**Exercise prompt:** Reproduce every record precisely, leaving no line out.

**Exercise material:**
----

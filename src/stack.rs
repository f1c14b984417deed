/// Runs `f` with enough stack for one more level of tree recursion.
///
/// Parsing, reduction and substitution recurse once per nesting level of the
/// expression. On native targets `stacker` moves the call onto a fresh
/// segment when less than the red zone remains.
#[inline]
#[cfg(not(target_arch = "wasm32"))]
pub(crate) fn ensure_sufficient_stack<R>(f: impl FnOnce() -> R) -> R {
    /// Minimum stack space to keep available (100KB red zone).
    const RED_ZONE: usize = 100 * 1024;

    /// Stack space to allocate when growing (1MB).
    const STACK_PER_RECURSION: usize = 1024 * 1024;

    stacker::maybe_grow(RED_ZONE, STACK_PER_RECURSION, f)
}

#[inline]
#[cfg(target_arch = "wasm32")]
pub(crate) fn ensure_sufficient_stack<R>(f: impl FnOnce() -> R) -> R {
    f()
}
use async_trait::async_trait;
use lettre::{
    AsyncSmtpTransport, AsyncTransport, Message, Tokio1Executor,
    message::{Mailbox, header::ContentType},
    transport::smtp::authentication::Credentials,
};
use std::sync::{Arc, Mutex};

use crate::config::SmtpConfig;

/// ConfirmationEmail
///
/// Everything needed to tell a user their confirmation code.
#[derive(Debug, Clone, PartialEq, Eq)]
pub struct ConfirmationEmail {
    pub username: String,
    pub email: String,
    pub code: String,
}

impl ConfirmationEmail {
    pub const SUBJECT: &'static str = "YamDB confirmation code";

    pub fn body(&self) -> String {
        format!(
            "Hello, {}!\n\nUse this confirmation code to obtain your API token: {}\n",
            self.username, self.code
        )
    }
}

// 1. Notifier Contract
/// Notifier
///
/// Delivers confirmation codes out of band. Handlers never await delivery
/// directly: they go through [`dispatch`], so a slow or broken mail relay
/// cannot fail a signup.
#[async_trait]
pub trait Notifier: Send + Sync {
    async fn send_confirmation(&self, message: &ConfirmationEmail) -> Result<(), String>;
}

/// NotifierState
///
/// Shared handle to the notifier wired into the application state.
pub type NotifierState = Arc<dyn Notifier>;

/// dispatch
///
/// Sends `message` on a background task. Failures are logged and dropped.
pub fn dispatch(notifier: NotifierState, message: ConfirmationEmail) {
    tokio::spawn(async move {
        match notifier.send_confirmation(&message).await {
            Ok(()) => tracing::debug!(username = %message.username, "confirmation code sent"),
            Err(e) => tracing::warn!(
                username = %message.username,
                error = %e,
                "failed to send confirmation code"
            ),
        }
    });
}

// 2. The Real Implementation (SMTP relay)
/// SmtpNotifier
///
/// Sends mail through an authenticated SMTP relay (STARTTLS/TLS via lettre's relay builder).
pub struct SmtpNotifier {
    mailer: AsyncSmtpTransport<Tokio1Executor>,
    from: Mailbox,
}

impl SmtpNotifier {
    /// new
    ///
    /// Builds the transport from configuration. Fails on an unparsable sender
    /// address or relay host so misconfiguration surfaces at startup.
    pub fn new(config: &SmtpConfig) -> Result<Self, String> {
        let from: Mailbox = config
            .from
            .parse()
            .map_err(|_| format!("Invalid from address: {}", config.from))?;

        let mut builder = AsyncSmtpTransport::<Tokio1Executor>::relay(&config.host)
            .map_err(|e| format!("Failed to create mailer for {}: {e}", config.host))?;
        if !config.username.is_empty() {
            builder = builder.credentials(Credentials::new(
                config.username.clone(),
                config.password.clone(),
            ));
        }

        Ok(Self {
            mailer: builder.build(),
            from,
        })
    }
}

#[async_trait]
impl Notifier for SmtpNotifier {
    async fn send_confirmation(&self, message: &ConfirmationEmail) -> Result<(), String> {
        let to: Mailbox = format!("{} <{}>", message.username, message.email)
            .parse()
            .map_err(|_| format!("Invalid to address: {}", message.email))?;

        let email = Message::builder()
            .from(self.from.clone())
            .to(to)
            .header(ContentType::TEXT_PLAIN)
            .subject(ConfirmationEmail::SUBJECT)
            .body(message.body())
            .map_err(|e| format!("Failed to build email: {e}"))?;

        self.mailer
            .send(email)
            .await
            .map(|_| ())
            .map_err(|e| e.to_string())
    }
}

// 3. Local development
/// LogNotifier
///
/// Writes the code to the log instead of mailing it. Selected when no SMTP host
/// is configured outside production.
pub struct LogNotifier;

#[async_trait]
impl Notifier for LogNotifier {
    async fn send_confirmation(&self, message: &ConfirmationEmail) -> Result<(), String> {
        tracing::info!(
            username = %message.username,
            email = %message.email,
            code = %message.code,
            "confirmation code (not mailed: SMTP is not configured)"
        );
        Ok(())
    }
}

// 4. The Mock Implementation (For Tests)
/// MockNotifier
///
/// Records every message instead of sending it, so tests can read back the
/// confirmation code that a real user would receive by email.
#[derive(Default)]
pub struct MockNotifier {
    sent: Mutex<Vec<ConfirmationEmail>>,
    /// When true, every delivery fails after being recorded.
    pub should_fail: bool,
}

impl MockNotifier {
    pub fn new() -> Self {
        Self::default()
    }

    pub fn failing() -> Self {
        Self {
            should_fail: true,
            ..Self::default()
        }
    }

    pub fn sent(&self) -> Vec<ConfirmationEmail> {
        self.sent
            .lock()
            .unwrap_or_else(|poisoned| poisoned.into_inner())
            .clone()
    }

    /// The most recent code mailed to `username`, if any.
    pub fn last_code_for(&self, username: &str) -> Option<String> {
        self.sent()
            .into_iter()
            .rev()
            .find(|message| message.username == username)
            .map(|message| message.code)
    }
}

#[async_trait]
impl Notifier for MockNotifier {
    async fn send_confirmation(&self, message: &ConfirmationEmail) -> Result<(), String> {
        self.sent
            .lock()
            .unwrap_or_else(|poisoned| poisoned.into_inner())
            .push(message.clone());

        if self.should_fail {
            Err("Simulated delivery failure".to_string())
        } else {
            Ok(())
        }
    }
}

----

**Completed exercise:**
filename src/stack.rs
repository f1c14b984417deed
/// Runs `f` with enough stack for one more level of tree recursion.
///
/// Parsing, reduction and substitution recurse once per nesting level of the
/// expression. On native targets `stacker` moves the call onto a fresh
/// segment when less than the red zone remains.
#[inline]
#[cfg(not(target_arch = "wasm32"))]
pub(crate) fn ensure_sufficient_stack<R>(f: impl FnOnce() -> R) -> R {
    /// Minimum stack space to keep available (100KB red zone).
    const RED_ZONE: usize = 100 * 1024;

    /// Stack space to allocate when growing (1MB).
    const STACK_PER_RECURSION: usize = 1024 * 1024;

    stacker::maybe_grow(RED_ZONE, STACK_PER_RECURSION, f)
}

#[inline]
#[cfg(target_arch = "wasm32")]
pub(crate) fn ensure_sufficient_stack<R>(f: impl FnOnce() -> R) -> R {
    f()
}
use async_trait::async_trait;
use lettre::{
    AsyncSmtpTransport, AsyncTransport, Message, Tokio1Executor,
    message::{Mailbox, header::ContentType},
    transport::smtp::authentication::Credentials,
};
use std::sync::{Arc, Mutex};

use crate::config::SmtpConfig;

/// ConfirmationEmail
///
/// Everything needed to tell a user their confirmation code.
#[derive(Debug, Clone, PartialEq, Eq)]
pub struct ConfirmationEmail {
    pub username: String,
    pub email: String,
    pub code: String,
}

impl ConfirmationEmail {
    pub const SUBJECT: &'static str = "YamDB confirmation code";

    pub fn body(&self) -> String {
        format!(
            "Hello, {}!\n\nUse this confirmation code to obtain your API token: {}\n",
            self.username, self.code
        )
    }
}

// 1. Notifier Contract
/// Notifier
///
/// Delivers confirmation codes out of band. Handlers never await delivery
/// directly: they go through [`dispatch`], so a slow or broken mail relay
/// cannot fail a signup.
#[async_trait]
pub trait Notifier: Send + Sync {
    async fn send_confirmation(&self, message: &ConfirmationEmail) -> Result<(), String>;
}

/// NotifierState
///
/// Shared handle to the notifier wired into the application state.
pub type NotifierState = Arc<dyn Notifier>;

/// dispatch
///
/// Sends `message` on a background task. Failures are logged and dropped.
pub fn dispatch(notifier: NotifierState, message: ConfirmationEmail) {
    tokio::spawn(async move {
        match notifier.send_confirmation(&message).await {
            Ok(()) => tracing::debug!(username = %message.username, "confirmation code sent"),
            Err(e) => tracing::warn!(
                username = %message.username,
                error = %e,
                "failed to send confirmation code"
            ),
        }
    });
}

// 2. The Real Implementation (SMTP relay)
/// SmtpNotifier
///
/// Sends mail through an authenticated SMTP relay (STARTTLS/TLS via lettre's relay builder).
pub struct SmtpNotifier {
    mailer: AsyncSmtpTransport<Tokio1Executor>,
    from: Mailbox,
}

impl SmtpNotifier {
    /// new
    ///
    /// Builds the transport from configuration. Fails on an unparsable sender
    /// address or relay host so misconfiguration surfaces at startup.
    pub fn new(config: &SmtpConfig) -> Result<Self, String> {
        let from: Mailbox = config
            .from
            .parse()
            .map_err(|_| format!("Invalid from address: {}", config.from))?;

        let mut builder = AsyncSmtpTransport::<Tokio1Executor>::relay(&config.host)
            .map_err(|e| format!("Failed to create mailer for {}: {e}", config.host))?;
        if !config.username.is_empty() {
            builder = builder.credentials(Credentials::new(
                config.username.clone(),
                config.password.clone(),
            ));
        }

        Ok(Self {
            mailer: builder.build(),
            from,
        })
    }
}

#[async_trait]
impl Notifier for SmtpNotifier {
    async fn send_confirmation(&self, message: &ConfirmationEmail) -> Result<(), String> {
        let to: Mailbox = format!("{} <{}>", message.username, message.email)
            .parse()
            .map_err(|_| format!("Invalid to address: {}", message.email))?;

        let email = Message::builder()
            .from(self.from.clone())
            .to(to)
            .header(ContentType::TEXT_PLAIN)
            .subject(ConfirmationEmail::SUBJECT)
            .body(message.body())
            .map_err(|e| format!("Failed to build email: {e}"))?;

        self.mailer
            .send(email)
            .await
            .map(|_| ())
            .map_err(|e| e.to_string())
    }
}

// 3. Local development
/// LogNotifier
///
/// Writes the code to the log instead of mailing it. Selected when no SMTP host
/// is configured outside production.
pub struct LogNotifier;

#[async_trait]
impl Notifier for LogNotifier {
    async fn send_confirmation(&self, message: &ConfirmationEmail) -> Result<(), String> {
        tracing::info!(
            username = %message.username,
            email = %message.email,
            code = %message.code,
            "confirmation code (not mailed: SMTP is not configured)"
        );
        Ok(())
    }
}

// 4. The Mock Implementation (For Tests)
/// MockNotifier
///
/// Records every message instead of sending it, so tests can read back the
/// confirmation code that a real user would receive by email.
#[derive(Default)]
pub struct MockNotifier {
    sent: Mutex<Vec<ConfirmationEmail>>,
    /// When true, every delivery fails after being recorded.
    pub should_fail: bool,
}

impl MockNotifier {
    pub fn new() -> Self {
        Self::default()
    }

    pub fn failing() -> Self {
        Self {
            should_fail: true,
            ..Self::default()
        }
    }

    pub fn sent(&self) -> Vec<ConfirmationEmail> {
        self.sent
            .lock()
            .unwrap_or_else(|poisoned| poisoned.into_inner())
            .clone()
    }

    /// The most recent code mailed to `username`, if any.
    pub fn last_code_for(&self, username: &str) -> Option<String> {
        self.sent()
            .into_iter()
            .rev()
            .find(|message| message.username == username)
            .map(|message| message.code)
    }
}

#[async_trait]
impl Notifier for MockNotifier {
    async fn send_confirmation(&self, message: &ConfirmationEmail) -> Result<(), String> {
        self.sent
            .lock()
            .unwrap_or_else(|poisoned| poisoned.into_inner())
            .push(message.clone());

        if self.should_fail {
            Err("Simulated delivery failure".to_string())
        } else {
            Ok(())
        }
    }
}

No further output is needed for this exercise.